Task statement:
The entries are to be written out again with no differences.

Source material:

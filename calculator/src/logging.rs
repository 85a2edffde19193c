//! Subscriber setup for the binary. Library code only emits events.

use crate::error::{AppError, Result};
use std::io;
use tracing_subscriber::EnvFilter;

const DEFAULT_FILTER: &str = "warn";

/// Installs a stderr `fmt` subscriber filtered by `RUST_LOG`, `warn` when
/// unset. Stdout stays reserved for the console protocol.
pub fn init() -> Result<()> {
  let filter = EnvFilter::try_from_default_env().unwrap_or_else(|_| EnvFilter::new(DEFAULT_FILTER));

  tracing_subscriber::fmt()
    .with_env_filter(filter)
    .with_writer(io::stderr)
    .with_target(false)
    .try_init()
    .map_err(|e| AppError::Logging(e.to_string()))
}
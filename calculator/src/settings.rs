//! Locating the optional binding file.

use crate::error::{AppError, Result};
use billo_ioc::ContainerConfig;
use std::env;
use std::path::PathBuf;
use tracing::debug;

pub const CONFIG_ENV_VAR: &str = "BILLO_CONFIG";
pub const DEFAULT_CONFIG_FILE: &str = "billo.yaml";

/// Finds the binding file: `$BILLO_CONFIG` if set, else `./billo.yaml`.
///
/// A path named by the environment variable must exist. Returns `Ok(None)`
/// when neither is present.
pub fn find_config_file() -> Result<Option<PathBuf>> {
  if let Some(path) = env::var_os(CONFIG_ENV_VAR).filter(|p| !p.is_empty()) {
    let path = PathBuf::from(path);
    if !path.is_file() {
      return Err(AppError::ConfigNotFound(format!(
        "{:?} (from {})",
        path, CONFIG_ENV_VAR
      )));
    }
    return Ok(Some(path));
  }

  let path = PathBuf::from(".").join(DEFAULT_CONFIG_FILE);
  Ok(path.is_file().then_some(path))
}

/// Loads the binding file if one is found.
pub fn load_config() -> Result<Option<ContainerConfig>> {
  let Some(path) = find_config_file()? else {
    debug!("no binding file found, using built-in bindings");
    return Ok(None);
  };
  debug!(path = ?path, "loading binding file");
  Ok(Some(ContainerConfig::from_file(&path)?))
}
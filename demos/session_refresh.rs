//! Demonstrates a full session against a mock API: login, a request whose access token has
//! expired, the transparent refresh and replay, and logout.

// std
use std::sync::Arc;
// crates.io
use color_eyre::Result;
use httpmock::prelude::*;
use serde_json::json;
// self
use auth_gateway::{
	config::GatewayConfig,
	gateway::ReqwestGateway,
	session::LoginCredentials,
	store::{MemoryStore, TokenStore},
	url::Url,
};

#[tokio::main]
async fn main() -> Result<()> {
	color_eyre::install()?;

	let server = MockServer::start_async().await;
	let user = json!({
		"id": "u-1",
		"email": "demo@example.com",
		"firstName": "Demo",
		"lastName": "User",
		"role": "user",
		"isActive": true,
		"createdAt": "2025-01-01T00:00:00Z",
		"updatedAt": "2025-01-01T00:00:00Z",
	});
	let user_for_login = user.clone();
	let _login = server
		.mock_async(move |when, then| {
			when.method(POST).path("/api/auth/login");
			then.status(200).json_body(json!({
				"user": user_for_login,
				"token": "demo-access-1",
				"refreshToken": "demo-refresh",
			}));
		})
		.await;
	let _expired = server
		.mock_async(|when, then| {
			when.method(GET).path("/api/reports").header("authorization", "Bearer demo-access-1");
			then.status(401)
				.json_body(json!({ "message": "Token expired", "code": "TOKEN_EXPIRED" }));
		})
		.await;
	let refresh = server
		.mock_async(|when, then| {
			when.method(POST).path("/api/auth/refresh");
			then.status(200).json_body(json!({ "token": "demo-access-2" }));
		})
		.await;
	let _reports = server
		.mock_async(|when, then| {
			when.method(GET).path("/api/reports").header("authorization", "Bearer demo-access-2");
			then.status(200).json_body(json!({ "data": [{ "id": "r-1" }, { "id": "r-2" }] }));
		})
		.await;
	let _logout = server
		.mock_async(|when, then| {
			when.method(POST).path("/api/auth/logout");
			then.status(204);
		})
		.await;
	let store: Arc<dyn TokenStore> = Arc::new(MemoryStore::default());
	let config = GatewayConfig::builder(Url::parse(&server.url("/api"))?).build()?;
	let gateway = ReqwestGateway::new(config, store)?.with_session_listener(
		|event: &auth_gateway::session::SessionTerminated| {
			eprintln!("Session terminated: {}.", event.error);
		},
	);
	let signed_in = gateway.login(&LoginCredentials::new("demo@example.com", "demo")).await?;

	println!("Signed in as {}.", signed_in.display_name());

	let reports = gateway.get_json::<serde_json::Value>("/reports").await?;

	println!("Fetched reports after refresh: {reports}.");

	refresh.assert_async().await;
	gateway.logout().await?;

	println!("Signed out; authenticated = {}.", gateway.is_authenticated().await?);

	Ok(())
}
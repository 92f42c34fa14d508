//! Credential models: redacted secrets, the access/refresh pair, and access-token claims.

pub mod claims;
pub mod credential;
pub mod secret;

pub use claims::*;
pub use credential::*;
pub use secret::*;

Solution to the problem:
filename calculator/src/logging.rs
repository 85a2edffde19193c
//! Subscriber setup for the binary. Library code only emits events.

use crate::error::{AppError, Result};
use std::io;
use tracing_subscriber::EnvFilter;

const DEFAULT_FILTER: &str = "warn";

/// Installs a stderr `fmt` subscriber filtered by `RUST_LOG`, `warn` when
/// unset. Stdout stays reserved for the console protocol.
pub fn init() -> Result<()> {
  let filter = EnvFilter::try_from_default_env().unwrap_or_else(|_| EnvFilter::new(DEFAULT_FILTER));

  tracing_subscriber::fmt()
    .with_env_filter(filter)
    .with_writer(io::stderr)
    .with_target(false)
    .try_init()
    .map_err(|e| AppError::Logging(e.to_string()))
}
filename calculator/src/settings.rs
//! Locating the optional binding file.

use crate::error::{AppError, Result};
use billo_ioc::ContainerConfig;
use std::env;
use std::path::PathBuf;
use tracing::debug;

pub const CONFIG_ENV_VAR: &str = "BILLO_CONFIG";
pub const DEFAULT_CONFIG_FILE: &str = "billo.yaml";

/// Finds the binding file: `$BILLO_CONFIG` if set, else `./billo.yaml`.
///
/// A path named by the environment variable must exist. Returns `Ok(None)`
/// when neither is present.
pub fn find_config_file() -> Result<Option<PathBuf>> {
  if let Some(path) = env::var_os(CONFIG_ENV_VAR).filter(|p| !p.is_empty()) {
    let path = PathBuf::from(path);
    if !path.is_file() {
      return Err(AppError::ConfigNotFound(format!(
        "{:?} (from {})",
        path, CONFIG_ENV_VAR
      )));
    }
    return Ok(Some(path));
  }

  let path = PathBuf::from(".").join(DEFAULT_CONFIG_FILE);
  Ok(path.is_file().then_some(path))
}

/// Loads the binding file if one is found.
pub fn load_config() -> Result<Option<ContainerConfig>> {
  let Some(path) = find_config_file()? else {
    debug!("no binding file found, using built-in bindings");
    return Ok(None);
  };
  debug!(path = ?path, "loading binding file");
  Ok(Some(ContainerConfig::from_file(&path)?))
}
filename demos/session_refresh.rs
//! Demonstrates a full session against a mock API: login, a request whose access token has
//! expired, the transparent refresh and replay, and logout.

// std
use std::sync::Arc;
// crates.io
use color_eyre::Result;
use httpmock::prelude::*;
use serde_json::json;
// self
use auth_gateway::{
	config::GatewayConfig,
	gateway::ReqwestGateway,
	session::LoginCredentials,
	store::{MemoryStore, TokenStore},
	url::Url,
};

#[tokio::main]
async fn main() -> Result<()> {
	color_eyre::install()?;

	let server = MockServer::start_async().await;
	let user = json!({
		"id": "u-1",
		"email": "demo@example.com",
		"firstName": "Demo",
		"lastName": "User",
		"role": "user",
		"isActive": true,
		"createdAt": "2025-01-01T00:00:00Z",
		"updatedAt": "2025-01-01T00:00:00Z",
	});
	let user_for_login = user.clone();
	let _login = server
		.mock_async(move |when, then| {
			when.method(POST).path("/api/auth/login");
			then.status(200).json_body(json!({
				"user": user_for_login,
				"token": "demo-access-1",
				"refreshToken": "demo-refresh",
			}));
		})
		.await;
	let _expired = server
		.mock_async(|when, then| {
			when.method(GET).path("/api/reports").header("authorization", "Bearer demo-access-1");
			then.status(401)
				.json_body(json!({ "message": "Token expired", "code": "TOKEN_EXPIRED" }));
		})
		.await;
	let refresh = server
		.mock_async(|when, then| {
			when.method(POST).path("/api/auth/refresh");
			then.status(200).json_body(json!({ "token": "demo-access-2" }));
		})
		.await;
	let _reports = server
		.mock_async(|when, then| {
			when.method(GET).path("/api/reports").header("authorization", "Bearer demo-access-2");
			then.status(200).json_body(json!({ "data": [{ "id": "r-1" }, { "id": "r-2" }] }));
		})
		.await;
	let _logout = server
		.mock_async(|when, then| {
			when.method(POST).path("/api/auth/logout");
			then.status(204);
		})
		.await;
	let store: Arc<dyn TokenStore> = Arc::new(MemoryStore::default());
	let config = GatewayConfig::builder(Url::parse(&server.url("/api"))?).build()?;
	let gateway = ReqwestGateway::new(config, store)?.with_session_listener(
		|event: &auth_gateway::session::SessionTerminated| {
			eprintln!("Session terminated: {}.", event.error);
		},
	);
	let signed_in = gateway.login(&LoginCredentials::new("demo@example.com", "demo")).await?;

	println!("Signed in as {}.", signed_in.display_name());

	let reports = gateway.get_json::<serde_json::Value>("/reports").await?;

	println!("Fetched reports after refresh: {reports}.");

	refresh.assert_async().await;
	gateway.logout().await?;

	println!("Signed out; authenticated = {}.", gateway.is_authenticated().await?);

	Ok(())
}
repository 92f42c34fa14d508
//! Credential models: redacted secrets, the access/refresh pair, and access-token claims.

pub mod claims;
pub mod credential;
pub mod secret;

pub use claims::*;
pub use credential::*;
pub use secret::*;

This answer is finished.